1. A cable management apparatus for use with a plurality of electronic devices, comprising: a first cable assembly having a length, a modular connector, and a plurality of electrical conductors; a reel that retractably stores at least a portion of the length of the first cable assembly; a mounting member adapted to receive an end of the first cable assembly and at least one of the plurality of electronic devices; and a second cable assembly from a plurality of cable assemblies associated with the plurality of electronic devices, wherein the second cable assembly is adapted to electrically couple the[sic] at least one of the plurality of electronic devices to the end of the first cable assembly, and wherein the first cable assembly is configured to be electrically coupled to each of the plurality of cable assemblies via the modular connector. '994 Patent, col. 7, cl. 1 (emphasis added).
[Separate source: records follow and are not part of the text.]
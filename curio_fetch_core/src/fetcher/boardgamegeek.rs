//! BoardGameGeek fetcher for board game collections
//!
//! Two requests per search: the search endpoint returns matching item ids,
//! and the thing endpoint returns full records for all of them at once.
//! The thing reply goes through the stylesheet pipeline into canonical
//! collection XML, so every result is parked fully hydrated. The service
//! has no pagination; a search is always a single page.

use crate::entry::Entry;
use crate::error::{FetchError, Result};
use crate::event::EventSender;
use crate::fetcher::{Fetcher, HydrationSlot, SearchState};
use crate::http::HttpClient;
use crate::importer;
use crate::ratelimit::RateLimiter;
use crate::request::{CollectionKind, FetchKey, FetchRequest};
use crate::transform::XsltPipeline;
use async_trait::async_trait;
use quick_xml::Reader;
use quick_xml::events::Event;
use std::sync::Arc;
use std::time::Duration;
use url::Url;

const BGG_API: &str = "https://boardgamegeek.com/xmlapi2";
const MIN_INTERVAL: Duration = Duration::from_millis(500);

pub struct BoardGameGeekFetcher {
    http: Arc<dyn HttpClient>,
    pipeline: Arc<dyn XsltPipeline>,
    state: SearchState,
    limiter: RateLimiter,
    max_results: usize,
}

impl BoardGameGeekFetcher {
    pub const SOURCE: &'static str = "BoardGameGeek";

    pub fn new(
        http: Arc<dyn HttpClient>,
        pipeline: Arc<dyn XsltPipeline>,
        sender: EventSender,
        max_results: usize,
    ) -> Self {
        Self {
            http,
            pipeline,
            state: SearchState::new(Self::SOURCE, sender),
            limiter: RateLimiter::new(MIN_INTERVAL),
            max_results,
        }
    }

    async fn api_get(&self, path: &str, pairs: &[(&str, &str)]) -> Result<String> {
        self.limiter.wait_if_needed().await;

        let mut url = Url::parse(&format!("{BGG_API}/{path}"))?;
        {
            let mut query = url.query_pairs_mut();
            for (name, value) in pairs {
                query.append_pair(name, value);
            }
        }

        let response = self.http.get(&url, &[]).await?;
        response.error_for_status("boardgamegeek.com")?;
        Ok(response.body)
    }

    async fn run_search(&self, generation: u64, request: &FetchRequest) -> Result<()> {
        let exact = if request.key() == FetchKey::Title { "1" } else { "0" };
        let listing = self
            .api_get(
                "search",
                &[
                    ("query", request.value()),
                    ("type", "boardgame"),
                    ("exact", exact),
                ],
            )
            .await?;

        let mut ids = item_ids(&listing);
        ids.truncate(self.max_results);
        if ids.is_empty() {
            self.state.finish_page(generation, false);
            return Ok(());
        }

        let things = self
            .api_get("thing", &[("id", &ids.join(",")), ("stats", "1")])
            .await?;
        let canonical = self.pipeline.transform(&things)?;
        let result = importer::import(&canonical)?;

        for entry in result.entries {
            let title = entry.field("title").to_string();
            let description = entry.field("year").to_string();
            self.state
                .emit_result(generation, HydrationSlot::Hydrated(entry), title, description);
        }
        self.state.finish_page(generation, false);
        Ok(())
    }
}

/// Collect the id attribute of every item element in a search reply.
fn item_ids(xml: &str) -> Vec<String> {
    let mut reader = Reader::from_str(xml);
    let mut ids = Vec::new();
    loop {
        match reader.read_event() {
            Ok(Event::Start(start)) | Ok(Event::Empty(start)) => {
                if start.local_name().as_ref() == b"item" {
                    for attr in start.attributes().flatten() {
                        if attr.key.as_ref() == b"id" {
                            if let Ok(value) = attr.unescape_value() {
                                ids.push(value.into_owned());
                            }
                        }
                    }
                }
            }
            Ok(Event::Eof) | Err(_) => break,
            _ => {}
        }
    }
    ids
}

#[async_trait]
impl Fetcher for BoardGameGeekFetcher {
    fn source(&self) -> &str {
        Self::SOURCE
    }

    fn can_search(&self, key: FetchKey) -> bool {
        matches!(key, FetchKey::Title | FetchKey::Keyword)
    }

    fn can_fetch(&self, kind: CollectionKind) -> bool {
        kind == CollectionKind::BoardGame
    }

    async fn search(&self, request: FetchRequest) -> Result<()> {
        if !self.can_search(request.key()) {
            return Err(FetchError::InvalidState("unsupported search key"));
        }

        let generation = self.state.begin_search()?;
        if let Err(err) = self.run_search(generation, &request).await {
            self.state.finish_error(generation, &err);
        }
        Ok(())
    }

    async fn continue_search(&self) -> Result<()> {
        let generation = self.state.begin_continue()?;
        self.state.finish_page(generation, false);
        Ok(())
    }

    fn is_searching(&self) -> bool {
        self.state.is_searching()
    }

    fn has_more_results(&self) -> bool {
        self.state.has_more_results()
    }

    async fn fetch_entry(&self, uid: u64) -> Result<Entry> {
        match self.state.slot(uid)? {
            HydrationSlot::Hydrated(entry) => Ok(entry),
            HydrationSlot::Partial { entry, .. } => Ok(entry),
        }
    }

    fn stop(&self) {
        self.state.stop();
    }
}

#[cfg(test)]
mod tests {
    use super::*;
    use crate::event::{EventReceiver, FetchEvent, channel};
    use crate::transform::FnPipeline;
    use crate::curio_test_utils::MockHttpClient;
    use crate::curio_test_utils::fixtures;

    fn stylesheet() -> Arc<dyn XsltPipeline> {
        Arc::new(FnPipeline(|_: &str| {
            Ok(fixtures::BGG_CANONICAL_CATAN.to_string())
        }))
    }

    fn fetcher_with_mock() -> (Arc<MockHttpClient>, BoardGameGeekFetcher, EventReceiver) {
        let mock = Arc::new(MockHttpClient::new());
        let (tx, rx) = channel();
        let fetcher = BoardGameGeekFetcher::new(mock.clone(), stylesheet(), tx, 20);
        (mock, fetcher, rx)
    }

    fn drain(rx: &mut EventReceiver) -> Vec<FetchEvent> {
        let mut events = Vec::new();
        while let Ok(event) = rx.try_recv() {
            events.push(event);
        }
        events
    }

    fn catan_request() -> FetchRequest {
        FetchRequest::new(CollectionKind::BoardGame, FetchKey::Title, "catan")
    }

    #[tokio::test]
    async fn test_search_chains_listing_and_thing_requests() {
        let (mock, fetcher, mut rx) = fetcher_with_mock();
        mock.respond_when("xmlapi2/search", 200, fixtures::BGG_SEARCH_CATAN);
        mock.respond_when("xmlapi2/thing", 200, fixtures::BGG_THING_CATAN);

        fetcher.search(catan_request()).await.unwrap();

        let events = drain(&mut rx);
        let results: Vec<_> = events
            .iter()
            .filter_map(|e| match e {
                FetchEvent::ResultFound(r) => Some(r),
                _ => None,
            })
            .collect();
        assert_eq!(results.len(), 1);
        assert_eq!(results[0].title, "CATAN");
        assert_eq!(results[0].description, "1995");
        assert!(matches!(events.last(), Some(FetchEvent::Done { .. })));

        let requests = mock.requests();
        assert!(requests[0].url.contains("exact=1"));
        assert!(requests[1].url.contains("thing?id=13"));
    }

    #[tokio::test]
    async fn test_hydration_is_free() {
        let (mock, fetcher, mut rx) = fetcher_with_mock();
        mock.respond_when("xmlapi2/search", 200, fixtures::BGG_SEARCH_CATAN);
        mock.respond_when("xmlapi2/thing", 200, fixtures::BGG_THING_CATAN);

        fetcher.search(catan_request()).await.unwrap();
        let _ = drain(&mut rx);

        let entry = fetcher.fetch_entry(1).await.unwrap();
        assert_eq!(entry.field("designer"), "Klaus Teuber");
        assert_eq!(entry.field("publisher"), "KOSMOS");
        assert_eq!(entry.field("playing-time"), "120");
        assert_eq!(mock.request_count(), 2);
    }

    #[tokio::test]
    async fn test_empty_listing_finishes_without_thing_request() {
        let (mock, fetcher, mut rx) = fetcher_with_mock();
        mock.respond_when("xmlapi2/search", 200, r#"<items total="0"></items>"#);

        fetcher.search(catan_request()).await.unwrap();

        let events = drain(&mut rx);
        assert_eq!(events.len(), 1);
        assert!(matches!(events[0], FetchEvent::Done { .. }));
        assert_eq!(mock.request_count(), 1);
    }

    #[tokio::test]
    async fn test_single_page_refuses_continue() {
        let (mock, fetcher, mut rx) = fetcher_with_mock();
        mock.respond_when("xmlapi2/search", 200, fixtures::BGG_SEARCH_CATAN);
        mock.respond_when("xmlapi2/thing", 200, fixtures::BGG_THING_CATAN);

        fetcher.search(catan_request()).await.unwrap();
        let _ = drain(&mut rx);

        assert!(!fetcher.has_more_results());
        assert!(fetcher.continue_search().await.is_err());
    }
}
//! Catalog session over a line transport

use super::codec::{Record, StatusLine, parse_records, parse_status};
use crate::error::{FetchError, Result};
use async_trait::async_trait;
use log::{debug, trace};
use tokio::io::{AsyncBufReadExt, AsyncWriteExt, BufReader};
use tokio::net::TcpStream;
use tokio::net::tcp::{OwnedReadHalf, OwnedWriteHalf};

/// One line-oriented duplex connection
#[async_trait]
pub trait LineTransport: Send {
    async fn send_line(&mut self, line: &str) -> Result<()>;

    /// Next line with the terminator stripped.
    async fn read_line(&mut self) -> Result<String>;
}

/// Opens fresh transports, one per catalog session
#[async_trait]
pub trait LineConnector: Send + Sync {
    async fn connect(&self) -> Result<Box<dyn LineTransport>>;
}

/// TCP transport for real catalog servers
pub struct TcpLineTransport {
    reader: BufReader<OwnedReadHalf>,
    writer: OwnedWriteHalf,
}

#[async_trait]
impl LineTransport for TcpLineTransport {
    async fn send_line(&mut self, line: &str) -> Result<()> {
        trace!("opac >> {line}");
        self.writer.write_all(line.as_bytes()).await?;
        self.writer.write_all(b"\r\n").await?;
        self.writer.flush().await?;
        Ok(())
    }

    async fn read_line(&mut self) -> Result<String> {
        let mut line = String::new();
        let n = self.reader.read_line(&mut line).await?;
        if n == 0 {
            return Err(FetchError::transport("catalog closed the connection"));
        }
        let line = line.trim_end_matches(['\r', '\n']).to_string();
        trace!("opac << {line}");
        Ok(line)
    }
}

pub struct TcpConnector {
    host: String,
    port: u16,
}

impl TcpConnector {
    pub fn new(host: impl Into<String>, port: u16) -> Self {
        Self {
            host: host.into(),
            port,
        }
    }
}

#[async_trait]
impl LineConnector for TcpConnector {
    async fn connect(&self) -> Result<Box<dyn LineTransport>> {
        let stream = TcpStream::connect((self.host.as_str(), self.port)).await?;
        let (read_half, write_half) = stream.into_split();
        Ok(Box::new(TcpLineTransport {
            reader: BufReader::new(read_half),
            writer: write_half,
        }))
    }
}

/// An authenticated catalog session
pub struct OpacConnection {
    transport: Box<dyn LineTransport>,
}

impl OpacConnection {
    /// Consume the greeting and log in.
    ///
    /// A `530` reply maps to [`FetchError::Auth`] so the caller can
    /// re-prompt for credentials.
    pub async fn login(
        mut transport: Box<dyn LineTransport>,
        user: &str,
        password: &str,
    ) -> Result<Self> {
        let greeting = parse_status(&transport.read_line().await?)?;
        if !greeting.is_ok() {
            return Err(FetchError::transport(format!(
                "catalog refused session: {} {}",
                greeting.code, greeting.text
            )));
        }

        transport
            .send_line(&format!("LOGIN {user} {password}"))
            .await?;
        let reply = parse_status(&transport.read_line().await?)?;
        if reply.is_auth_failure() {
            return Err(FetchError::auth(format!(
                "catalog rejected login for {user}"
            )));
        }
        if !reply.is_ok() {
            return Err(FetchError::transport(format!(
                "unexpected LOGIN reply: {} {}",
                reply.code, reply.text
            )));
        }

        debug!("catalog session established for {user}");
        Ok(Self { transport })
    }

    /// Run a search, returning the server-reported hit count.
    pub async fn find(&mut self, tag: &str, value: &str) -> Result<u64> {
        self.transport
            .send_line(&format!("FIND {tag} {value}"))
            .await?;
        let reply = self.expect_ok("FIND").await?;

        reply
            .text
            .split_whitespace()
            .next()
            .and_then(|word| word.parse().ok())
            .ok_or_else(|| {
                FetchError::payload(format!("FIND reply carries no hit count: {}", reply.text))
            })
    }

    /// Retrieve a window of the current result set.
    pub async fn show(&mut self, offset: u64, count: u64) -> Result<Vec<Record>> {
        self.transport
            .send_line(&format!("SHOW {offset} {count}"))
            .await?;

        let mut lines = Vec::new();
        loop {
            let line = self.transport.read_line().await?;
            if line == "." {
                break;
            }
            lines.push(line);
        }
        Ok(parse_records(&lines))
    }

    /// End the session politely. Errors are ignored; the socket is going
    /// away either way.
    pub async fn quit(mut self) {
        let _ = self.transport.send_line("QUIT").await;
        let _ = self.transport.read_line().await;
    }

    async fn expect_ok(&mut self, command: &str) -> Result<StatusLine> {
        let reply = parse_status(&self.transport.read_line().await?)?;
        if !reply.is_ok() {
            return Err(FetchError::transport(format!(
                "{command} failed: {} {}",
                reply.code, reply.text
            )));
        }
        Ok(reply)
    }
}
Claim 8 states:

8. A cable management system, comprising: a plurality of retractable cable assemblies, each of which includes a length, a modular connector, a multi-conductor cable, and a retractable reel on which at least a portion of the length at the multi-conductor cable is wound; and a plurality of modular cable assemblies, each of which is associated with at least one of a plurality of electronic devices and each of which includes a first end adapted to be electrically coupled to the multi-conductor cable and a second end adapted to be electrically coupled to one or more of the plurality of electronic devices, wherein each of the plurality of retractable cable assemblies is configured to be electrically coupled to each of the plurality of modular cable assemblies via the modular connector. '994 Patent, col. 8, cl. 8 (emphasis added).*fn2 Neither "electrically coupled" nor "modular connection" appear in the patent specification. Both were added during the prosecution of the patent.

1. "Electrically Coupled"

Defendants ask me to construe "electrically coupled" as "directly, electrically connected currents or circuits where each current or circuit always has equal electrical potential (voltage)." Plaintiffs seek a broader construction of the terms to mean "electrically connected," but not requiring ...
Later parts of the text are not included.